_Work item:_
Write out exactly, please, the lines from the one containing "pub mod registry;" to the end of the material.

_Material shown:_
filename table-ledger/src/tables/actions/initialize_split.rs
//! InitializeSplit command handler (均摊)

use crate::tables::context::CommandContext;
use crate::tables::error::{LedgerError, LedgerResult};
use crate::tables::{money, split};
use shared::sitting::{CommandOutcome, Owner};

use super::CommandHandler;

/// InitializeSplit action
#[derive(Debug, Clone)]
pub struct InitializeSplitAction {
    pub table_id: String,
    pub number_of_people: u32,
    pub participants: Vec<Owner>,
}

impl CommandHandler for InitializeSplitAction {
    fn validate(&self) -> LedgerResult<()> {
        money::validate_split_people(self.number_of_people)?;
        if self.participants.len() > self.number_of_people as usize {
            return Err(LedgerError::Validation(format!(
                "{} participants named for a split of {}",
                self.participants.len(),
                self.number_of_people
            )));
        }
        Ok(())
    }

    fn execute(&self, ctx: &mut CommandContext<'_>) -> LedgerResult<CommandOutcome> {
        tracing::debug!(table_id = %self.table_id, "Initializing split");
        let report = split::initialize_split_bill(ctx, self.number_of_people, &self.participants)?;
        Ok(CommandOutcome {
            redistribution: Some(report),
            ..Default::default()
        })
    }
}
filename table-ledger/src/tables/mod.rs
//! Table account engine
//!
//! One sitting per table: dish orders, participants, the ledger, split
//! shares and the three payment modalities, driven by `TableLedgerManager`.

pub mod actions;
pub mod context;
pub mod error;
pub mod ledger;
pub mod manager;
pub mod money;
pub mod notifier;
pub mod participants;
pub mod payment;
pub mod registry;
pub mod split;
pub mod storage;

pub use error::{LedgerError, LedgerResult};
pub use manager::TableLedgerManager;
pub use notifier::{BroadcastNotifier, NotifyError, RealtimeNotifier};
pub use split::MaterialityPolicy;
pub use storage::{LedgerStorage, StorageError};
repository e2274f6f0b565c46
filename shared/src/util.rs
/// 获取当前 UTC 时间戳（毫秒）
pub fn now_millis() -> i64 {
    chrono::Utc::now().timestamp_millis()
}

_Solution to the exercise:_
pub mod registry;
pub mod split;
pub mod storage;

pub use error::{LedgerError, LedgerResult};
pub use manager::TableLedgerManager;
pub use notifier::{BroadcastNotifier, NotifyError, RealtimeNotifier};
pub use split::MaterialityPolicy;
pub use storage::{LedgerStorage, StorageError};
repository e2274f6f0b565c46
filename shared/src/util.rs
/// 获取当前 UTC 时间戳（毫秒）
pub fn now_millis() -> i64 {
    chrono::Utc::now().timestamp_millis()
}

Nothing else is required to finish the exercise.